As I sat in the ICU room, overwhelmed by all the beeping machines and wires that were connected to my son, it was clearer than ever before that life is a gift and we never know when we might breathe our last breath. During the time I spent next to my son’s hospital bed, I received a WhatsApp message from a leader, alongside whom I have been working. She was sharing an article entitled “The Heart of Successful Succession.” As I sat reading this article, I was faced with two parallel realities. On the one hand, I was faced with the realization that my son’s life was a miracle and something we almost lost. On the other hand, I was faced with the continued realization that the ministries in which I serve need to be able to function without my presence. The more I read this article, the more I felt that the Lord was clarifying, with urgency, the need to have people trained and ready to take over for me, whether it’s because I have tendered my resignation, or because I have taken my last breath on this side of eternity.

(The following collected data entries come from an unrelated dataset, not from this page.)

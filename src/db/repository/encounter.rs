use std::str::FromStr;

use chrono::Utc;
use rusqlite::{params, Connection, OptionalExtension};
use uuid::Uuid;

use super::{parse_db_timestamp, to_db_timestamp};
use crate::db::DatabaseError;
use crate::models::enums::EncounterStatus;
use crate::models::{Encounter, EncounterFilter};

pub fn insert_encounter(conn: &Connection, enc: &Encounter) -> Result<(), DatabaseError> {
    conn.execute(
        "INSERT INTO encounters (id, chief_complaint, status, started_at, ended_at)
         VALUES (?1, ?2, ?3, ?4, ?5)",
        params![
            enc.id.to_string(),
            enc.chief_complaint,
            enc.status.as_str(),
            to_db_timestamp(&enc.started_at),
            enc.ended_at.as_ref().map(to_db_timestamp),
        ],
    )?;
    Ok(())
}

pub fn get_encounter(conn: &Connection, id: &Uuid) -> Result<Option<Encounter>, DatabaseError> {
    let row = conn
        .query_row(
            "SELECT id, chief_complaint, status, started_at, ended_at
             FROM encounters WHERE id = ?1",
            params![id.to_string()],
            EncounterRow::read,
        )
        .optional()?;

    row.map(encounter_from_row).transpose()
}

/// Status of an encounter, or `None` if it does not exist. One keyed read.
pub fn get_encounter_status(
    conn: &Connection,
    id: &Uuid,
) -> Result<Option<EncounterStatus>, DatabaseError> {
    let status: Option<String> = conn
        .query_row(
            "SELECT status FROM encounters WHERE id = ?1",
            params![id.to_string()],
            |row| row.get(0),
        )
        .optional()?;

    status.as_deref().map(EncounterStatus::from_str).transpose()
}

/// Newest first, optionally restricted to one status.
pub fn list_encounters(
    conn: &Connection,
    filter: &EncounterFilter,
) -> Result<Vec<Encounter>, DatabaseError> {
    let mut stmt = conn.prepare(
        "SELECT id, chief_complaint, status, started_at, ended_at
         FROM encounters
         WHERE (?1 IS NULL OR status = ?1)
         ORDER BY started_at DESC, rowid DESC
         LIMIT ?2 OFFSET ?3",
    )?;

    let rows = stmt.query_map(
        params![
            filter.status.map(|s| s.as_str()),
            filter.limit,
            filter.offset
        ],
        EncounterRow::read,
    )?;

    let mut encounters = Vec::new();
    for row in rows {
        encounters.push(encounter_from_row(row?)?);
    }
    Ok(encounters)
}

/// Close an active encounter. Returns `false` when it was already closed,
/// in which case the original `ended_at` is kept, and `NotFound` when it
/// does not exist.
pub fn close_encounter(conn: &Connection, id: &Uuid) -> Result<bool, DatabaseError> {
    let updated = conn.execute(
        "UPDATE encounters SET status = 'closed', ended_at = ?2
         WHERE id = ?1 AND status = 'active'",
        params![id.to_string(), to_db_timestamp(&Utc::now())],
    )?;
    if updated > 0 {
        return Ok(true);
    }
    match get_encounter_status(conn, id)? {
        Some(_) => Ok(false),
        None => Err(DatabaseError::NotFound {
            entity_type: "encounter".into(),
            id: id.to_string(),
        }),
    }
}

struct EncounterRow {
    id: String,
    chief_complaint: Option<String>,
    status: String,
    started_at: String,
    ended_at: Option<String>,
}

impl EncounterRow {
    fn read(row: &rusqlite::Row<'_>) -> rusqlite::Result<Self> {
        Ok(Self {
            id: row.get(0)?,
            chief_complaint: row.get(1)?,
            status: row.get(2)?,
            started_at: row.get(3)?,
            ended_at: row.get(4)?,
        })
    }
}

fn encounter_from_row(row: EncounterRow) -> Result<Encounter, DatabaseError> {
    Ok(Encounter {
        id: Uuid::parse_str(&row.id)
            .map_err(|e| DatabaseError::ConstraintViolation(e.to_string()))?,
        chief_complaint: row.chief_complaint,
        status: EncounterStatus::from_str(&row.status)?,
        started_at: parse_db_timestamp(&row.started_at)?,
        ended_at: row.ended_at.as_deref().map(parse_db_timestamp).transpose()?,
    })
}

#[cfg(test)]
mod tests {
    use super::*;
    use crate::db::sqlite::open_memory_database;
    use chrono::Duration;

    #[test]
    fn insert_and_get_encounter() {
        let conn = open_memory_database().unwrap();
        let enc = Encounter::open(Some("headache".into()));
        insert_encounter(&conn, &enc).unwrap();

        let loaded = get_encounter(&conn, &enc.id).unwrap().unwrap();
        assert_eq!(loaded.id, enc.id);
        assert_eq!(loaded.chief_complaint.as_deref(), Some("headache"));
        assert_eq!(loaded.status, EncounterStatus::Active);
        assert!(loaded.ended_at.is_none());
    }

    #[test]
    fn missing_chief_complaint_is_representable() {
        let conn = open_memory_database().unwrap();
        let enc = Encounter::open(None);
        insert_encounter(&conn, &enc).unwrap();
        let loaded = get_encounter(&conn, &enc.id).unwrap().unwrap();
        assert!(loaded.chief_complaint.is_none());
    }

    #[test]
    fn get_missing_encounter_is_none() {
        let conn = open_memory_database().unwrap();
        assert!(get_encounter(&conn, &Uuid::new_v4()).unwrap().is_none());
        assert!(get_encounter_status(&conn, &Uuid::new_v4()).unwrap().is_none());
    }

    #[test]
    fn close_is_one_way_and_keeps_first_end_time() {
        let conn = open_memory_database().unwrap();
        let enc = Encounter::open(None);
        insert_encounter(&conn, &enc).unwrap();

        assert!(close_encounter(&conn, &enc.id).unwrap());
        let first = get_encounter(&conn, &enc.id).unwrap().unwrap();
        assert_eq!(first.status, EncounterStatus::Closed);
        let ended_at = first.ended_at.unwrap();

        assert!(!close_encounter(&conn, &enc.id).unwrap());
        let second = get_encounter(&conn, &enc.id).unwrap().unwrap();
        assert_eq!(second.ended_at, Some(ended_at));
    }

    #[test]
    fn close_missing_encounter_is_not_found() {
        let conn = open_memory_database().unwrap();
        let id = Uuid::new_v4();
        let err = close_encounter(&conn, &id).unwrap_err();
        assert!(matches!(
            err,
            DatabaseError::NotFound { ref entity_type, id: ref missing }
                if entity_type == "encounter" && *missing == id.to_string()
        ));
    }

    #[test]
    fn list_is_newest_first_with_status_filter_and_paging() {
        let conn = open_memory_database().unwrap();
        let base = Utc::now();
        let mut ids = Vec::new();
        for i in 0..3 {
            let mut enc = Encounter::open(Some(format!("complaint {i}")));
            enc.started_at = base + Duration::seconds(i);
            insert_encounter(&conn, &enc).unwrap();
            ids.push(enc.id);
        }
        close_encounter(&conn, &ids[0]).unwrap();

        let all = list_encounters(&conn, &EncounterFilter::default()).unwrap();
        assert_eq!(
            all.iter().map(|e| e.id).collect::<Vec<_>>(),
            vec![ids[2], ids[1], ids[0]]
        );

        let active = list_encounters(
            &conn,
            &EncounterFilter {
                status: Some(EncounterStatus::Active),
                ..Default::default()
            },
        )
        .unwrap();
        assert_eq!(active.len(), 2);
        assert!(active.iter().all(|e| e.is_active()));

        let page = list_encounters(
            &conn,
            &EncounterFilter {
                status: None,
                limit: 1,
                offset: 1,
            },
        )
        .unwrap();
        assert_eq!(page.len(), 1);
        assert_eq!(page[0].id, ids[1]);
    }
}
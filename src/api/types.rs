//! Shared types for the HTTP API layer.

use std::sync::Arc;

use chrono::{DateTime, Utc};
use serde::{Deserialize, Serialize};
use uuid::Uuid;

use crate::core_state::CoreState;
use crate::models::enums::EncounterStatus;
use crate::models::Encounter;

/// Longest message body accepted from clients, in characters.
pub const MAX_MESSAGE_CHARS: usize = 4000;

pub const DEFAULT_LIST_LIMIT: u32 = 50;
pub const MAX_LIST_LIMIT: u32 = 200;

// ═══════════════════════════════════════════════════════════
// API context: shared state for the router
// ═══════════════════════════════════════════════════════════

/// Shared context for all API routes.
#[derive(Clone)]
pub struct ApiContext {
    pub core: Arc<CoreState>,
}

impl ApiContext {
    pub fn new(core: Arc<CoreState>) -> Self {
        Self { core }
    }
}

// ═══════════════════════════════════════════════════════════
// Request / response bodies
// ═══════════════════════════════════════════════════════════

#[derive(Debug, Default, Deserialize)]
pub struct NewConsultRequest {
    #[serde(default)]
    pub chief_complaint: Option<String>,
}

#[derive(Debug, Serialize)]
pub struct NewConsultResponse {
    pub encounter_id: Uuid,
}

/// Raw list query. Values are kept as strings so malformed numbers fall
/// back to defaults instead of rejecting the request.
#[derive(Debug, Default, Deserialize)]
pub struct EncounterListQuery {
    pub status: Option<String>,
    pub limit: Option<String>,
    pub offset: Option<String>,
}

/// Encounter as listed to the clinician dashboard.
#[derive(Debug, Serialize)]
#[serde(rename_all = "camelCase")]
pub struct EncounterView {
    pub id: Uuid,
    pub chief_complaint: Option<String>,
    pub status: EncounterStatus,
    pub started_at: DateTime<Utc>,
    pub ended_at: Option<DateTime<Utc>>,
    /// Reserved for triage; always null for now.
    pub triage_level: Option<String>,
    pub needs_attention: bool,
}

impl From<Encounter> for EncounterView {
    fn from(enc: Encounter) -> Self {
        Self {
            id: enc.id,
            chief_complaint: enc.chief_complaint,
            status: enc.status,
            started_at: enc.started_at,
            ended_at: enc.ended_at,
            triage_level: None,
            needs_attention: false,
        }
    }
}

/// Both fields are optional on the wire so that missing or `null` values
/// reach handler validation instead of failing extraction.
#[derive(Debug, Deserialize)]
pub struct PostMessageRequest {
    #[serde(default)]
    pub role: Option<String>,
    #[serde(default)]
    pub content: Option<String>,
}

#[derive(Debug, Serialize)]
pub struct PostMessageResponse {
    pub message_id: Uuid,
    pub status: &'static str,
}

#[derive(Debug, Serialize)]
pub struct EndEncounterResponse {
    pub status: EncounterStatus,
}

#[derive(Debug, Serialize)]
pub struct FirstMessageTemplate {
    pub content: &'static str,
    pub locale: &'static str,
}
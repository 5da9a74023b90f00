//! Process-wide application state.
//!
//! Built once at startup and shared behind an `Arc` by every request
//! handler. Nothing in here is mutable: conversation state lives only in
//! storage, and each request opens its own connection.

use std::sync::Arc;

use crate::config::AppConfig;
use crate::db;
use crate::locale::Locale;
use crate::pipeline::consult::{select_source, CompletionError, CompletionSource, OpenAiClient, StreamRelay};

// ═══════════════════════════════════════════════════════════
// CoreState
// ═══════════════════════════════════════════════════════════

pub struct CoreState {
    pub config: AppConfig,
    /// Live provider client, when a credential is configured. Also used
    /// for clinical notes.
    openai: Option<OpenAiClient>,
    /// Selected once; never re-selected per request.
    completion: Arc<dyn CompletionSource>,
}

impl CoreState {
    /// Build state from configuration, selecting the completion source.
    pub fn new(config: AppConfig) -> Result<Self, CoreError> {
        let openai = OpenAiClient::from_config(&config)?;
        let completion = select_source(openai.as_ref(), config.locale);
        Ok(Self {
            config,
            openai,
            completion,
        })
    }

    /// Build state around an explicit completion source (no live client).
    pub fn with_source(config: AppConfig, completion: Arc<dyn CompletionSource>) -> Self {
        Self {
            config,
            openai: None,
            completion,
        }
    }

    /// Open a fresh connection to the configured database.
    ///
    /// Per-request: callers own the connection for the request's lifetime.
    pub fn open_db(&self) -> Result<rusqlite::Connection, CoreError> {
        db::open_database(&self.config.database_path).map_err(CoreError::Database)
    }

    /// Create the database file and apply migrations at startup, so the
    /// first request does not pay for it and misconfiguration fails fast.
    pub fn initialize_storage(&self) -> Result<(), CoreError> {
        let conn = self.open_db()?;
        db::ping(&conn)?;
        tracing::info!(path = %self.config.database_path.display(), "Database ready");
        Ok(())
    }

    pub fn completion(&self) -> &Arc<dyn CompletionSource> {
        &self.completion
    }

    pub fn openai(&self) -> Option<&OpenAiClient> {
        self.openai.as_ref()
    }

    pub fn locale(&self) -> Locale {
        self.config.locale
    }

    /// Relay for one stream request, bounded by the provider idle timeout.
    pub fn relay(&self) -> StreamRelay {
        StreamRelay::new(self.completion.clone(), self.config.locale)
            .with_idle_timeout(self.config.provider_idle_timeout)
    }
}

/// Errors from CoreState operations.
#[derive(Debug, thiserror::Error)]
pub enum CoreError {
    #[error("Database error: {0}")]
    Database(#[from] db::DatabaseError),
    #[error("Completion provider setup failed: {0}")]
    Provider(#[from] CompletionError),
}
use std::net::{IpAddr, Ipv4Addr, SocketAddr};
use std::path::PathBuf;
use std::time::Duration;

use crate::locale::Locale;

/// Application-level constants
pub const APP_NAME: &str = "symptom-intake";
pub const APP_VERSION: &str = env!("CARGO_PKG_VERSION");

pub const DEFAULT_MODEL: &str = "gpt-4o-mini";
pub const DEFAULT_OPENAI_BASE_URL: &str = "https://api.openai.com/v1";
pub const DEFAULT_PORT: u16 = 5000;
pub const DEFAULT_PROVIDER_IDLE_TIMEOUT_SECS: u64 = 60;

/// Default `tracing` filter when `RUST_LOG` is unset.
pub fn default_log_filter() -> &'static str {
    "info,intake_lib=debug,tower_http=info"
}

/// Directory holding the default database.
///
/// Platform local data dir (e.g. `~/.local/share/symptom-intake`), or the
/// working directory when the platform has none.
pub fn app_data_dir() -> PathBuf {
    dirs::data_local_dir()
        .map(|dir| dir.join(APP_NAME))
        .unwrap_or_else(|| PathBuf::from("."))
}

pub fn default_database_path() -> PathBuf {
    app_data_dir().join("intake.db")
}

/// Runtime configuration, read once at startup.
#[derive(Debug, Clone)]
pub struct AppConfig {
    /// Presence selects the live completion provider.
    pub openai_api_key: Option<String>,
    pub model: String,
    pub openai_base_url: String,
    /// Longest wait for the next fragment before the stream is failed.
    pub provider_idle_timeout: Duration,
    pub database_path: PathBuf,
    pub bind_addr: SocketAddr,
    pub locale: Locale,
}

impl Default for AppConfig {
    fn default() -> Self {
        Self {
            openai_api_key: None,
            model: DEFAULT_MODEL.to_string(),
            openai_base_url: DEFAULT_OPENAI_BASE_URL.to_string(),
            provider_idle_timeout: Duration::from_secs(DEFAULT_PROVIDER_IDLE_TIMEOUT_SECS),
            database_path: default_database_path(),
            bind_addr: SocketAddr::new(IpAddr::V4(Ipv4Addr::UNSPECIFIED), DEFAULT_PORT),
            locale: Locale::default(),
        }
    }
}

impl AppConfig {
    /// Read configuration from the process environment.
    pub fn from_env() -> Self {
        Self::from_lookup(|key| std::env::var(key).ok())
    }

    /// Build from an arbitrary key lookup. Blank values count as unset and
    /// unparseable values fall back to defaults with a warning.
    pub fn from_lookup<F>(lookup: F) -> Self
    where
        F: Fn(&str) -> Option<String>,
    {
        let get = |key: &str| {
            lookup(key)
                .map(|v| v.trim().to_string())
                .filter(|v| !v.is_empty())
        };
        let defaults = Self::default();

        let provider_idle_timeout = get("PROVIDER_IDLE_TIMEOUT_SECS")
            .and_then(|v| v.parse::<u64>().ok())
            .filter(|secs| *secs > 0)
            .map(Duration::from_secs)
            .unwrap_or(defaults.provider_idle_timeout);

        let host = match get("HOST").map(|h| h.parse::<IpAddr>()) {
            Some(Ok(ip)) => ip,
            Some(Err(e)) => {
                tracing::warn!(error = %e, "Invalid HOST, using default");
                defaults.bind_addr.ip()
            }
            None => defaults.bind_addr.ip(),
        };
        let port = match get("PORT").map(|p| p.parse::<u16>()) {
            Some(Ok(port)) => port,
            Some(Err(e)) => {
                tracing::warn!(error = %e, "Invalid PORT, using default");
                defaults.bind_addr.port()
            }
            None => defaults.bind_addr.port(),
        };

        let locale = match get("INTAKE_LOCALE").map(|l| l.parse::<Locale>()) {
            Some(Ok(locale)) => locale,
            Some(Err(e)) => {
                tracing::warn!(error = %e, "Invalid INTAKE_LOCALE, using default");
                defaults.locale
            }
            None => defaults.locale,
        };

        Self {
            openai_api_key: get("OPENAI_API_KEY"),
            model: get("OPENAI_MODEL").unwrap_or(defaults.model),
            openai_base_url: get("OPENAI_BASE_URL")
                .map(|url| url.trim_end_matches('/').to_string())
                .unwrap_or(defaults.openai_base_url),
            provider_idle_timeout,
            database_path: get("DATABASE_PATH")
                .map(PathBuf::from)
                .unwrap_or(defaults.database_path),
            bind_addr: SocketAddr::new(host, port),
            locale,
        }
    }

    /// Whether a provider credential is configured.
    pub fn has_live_provider(&self) -> bool {
        self.openai_api_key.is_some()
    }
}
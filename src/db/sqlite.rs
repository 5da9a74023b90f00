use std::path::Path;
use std::time::Duration;

use rusqlite::Connection;

use super::DatabaseError;

/// Concurrent stream tasks each hold their own connection; writers wait this
/// long for the lock before failing.
const BUSY_TIMEOUT: Duration = Duration::from_secs(5);

/// Open a SQLite connection to the given path and run migrations.
///
/// Creates the parent directory when it does not exist yet.
pub fn open_database(path: &Path) -> Result<Connection, DatabaseError> {
    if let Some(parent) = path.parent() {
        if !parent.as_os_str().is_empty() && !parent.exists() {
            std::fs::create_dir_all(parent).map_err(|e| DatabaseError::Directory {
                path: parent.display().to_string(),
                reason: e.to_string(),
            })?;
        }
    }
    let conn = Connection::open(path)?;
    configure_pragmas(&conn)?;
    run_migrations(&conn)?;
    Ok(conn)
}

/// Open an in-memory database (for testing)
pub fn open_memory_database() -> Result<Connection, DatabaseError> {
    let conn = Connection::open_in_memory()?;
    configure_pragmas(&conn)?;
    run_migrations(&conn)?;
    Ok(conn)
}

fn configure_pragmas(conn: &Connection) -> Result<(), DatabaseError> {
    conn.busy_timeout(BUSY_TIMEOUT)?;
    conn.execute_batch(
        "PRAGMA journal_mode=WAL;
         PRAGMA foreign_keys=ON;",
    )?;
    Ok(())
}

/// Run all pending migrations
pub fn run_migrations(conn: &Connection) -> Result<(), DatabaseError> {
    let current_version = get_current_version(conn);

    let migrations: Vec<(i64, &str)> = vec![(
        1,
        include_str!("../../resources/migrations/001_initial.sql"),
    )];

    for (version, sql) in migrations {
        if version > current_version {
            tracing::info!("Running migration v{version}");
            conn.execute_batch(sql)
                .map_err(|e| DatabaseError::MigrationFailed {
                    version,
                    reason: e.to_string(),
                })?;
        }
    }

    Ok(())
}

/// Get the current schema version (0 if no schema exists yet)
fn get_current_version(conn: &Connection) -> i64 {
    conn.query_row("SELECT MAX(version) FROM schema_version", [], |row| {
        row.get::<_, i64>(0)
    })
    .unwrap_or(0)
}

/// Cheap liveness check used by the health endpoint.
pub fn ping(conn: &Connection) -> Result<(), DatabaseError> {
    conn.query_row("SELECT 1", [], |row| row.get::<_, i64>(0))?;
    Ok(())
}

With the realities that Covid-19 has brought to our individual contexts, I am sure that we can all relate to the many uncertainties that life brings. However, there are several things that are certain no matter what: God is faithful and good, and our time in our current role is limited (whether that means we need to turn it over, resign, or God calls us Heavenward). The certainty of role transition should remind us that even though we work within our specific contexts, we are a part of a mission that is larger than our personal contexts and one that extends throughout history, the present, and the future. We each have an invitation to look beyond our own vision, mission, PVCs, and experience, to grasp hold of the greater vision given to us by Jesus in Matthew 28:16-20.
With a focus on the mission of Jesus, we are invited to wrestle with questions like: “How would our leadership be different if we lived every day in light of the fact that we will eventually pass it on? How would it change if we became more aware of our mortality?” (Greer, 2021) Peter Greer suggests that every leader take time to write their own eulogy and focus on the difference between a eulogy and a resume. In the hustle and bustle of life, it is possible that we spend our time and focus on building resumes: accomplishments, titles, roles, etc. In this, we forget the things that matter most; those things with eternal value, which ultimately are the things we would desire to be said in our eulogies. Remembering our mortality invites us to live intentionally with purpose and clarity.
In a similar exercise, Greer suggests we should also write our resignation letter. If the Lord continues giving us breath, there is a very good chance that we will walk out of our current positions at some time (whether through retirement, new callings, etc.). Recognizing that our days in our current roles are numbered, also causes reflection. We ought to be thinking about what goals should be created, what mentoring needs to be accomplished, and how to “pass the baton” of our ministry over in healthy, God-honoring ways. Remembering that we will one day transition out of this role invites us to intentionally create vision and a plan for the ministries the Lord has entrusted to us. We are speaking of a vision and a plan that not only has eternal value but is one which will most likely outlast any one season of leadership.
“We are trusted with leadership for a limited time, but we are all interim leaders.” (Greer, 2021) As we spend time evaluating 2021 and preparing goals for 2022, the real assessment will be how well the “baton” is passed to the national leadership to carry on the mission…the mission of Jesus.
What do you hope will be included in your eulogy?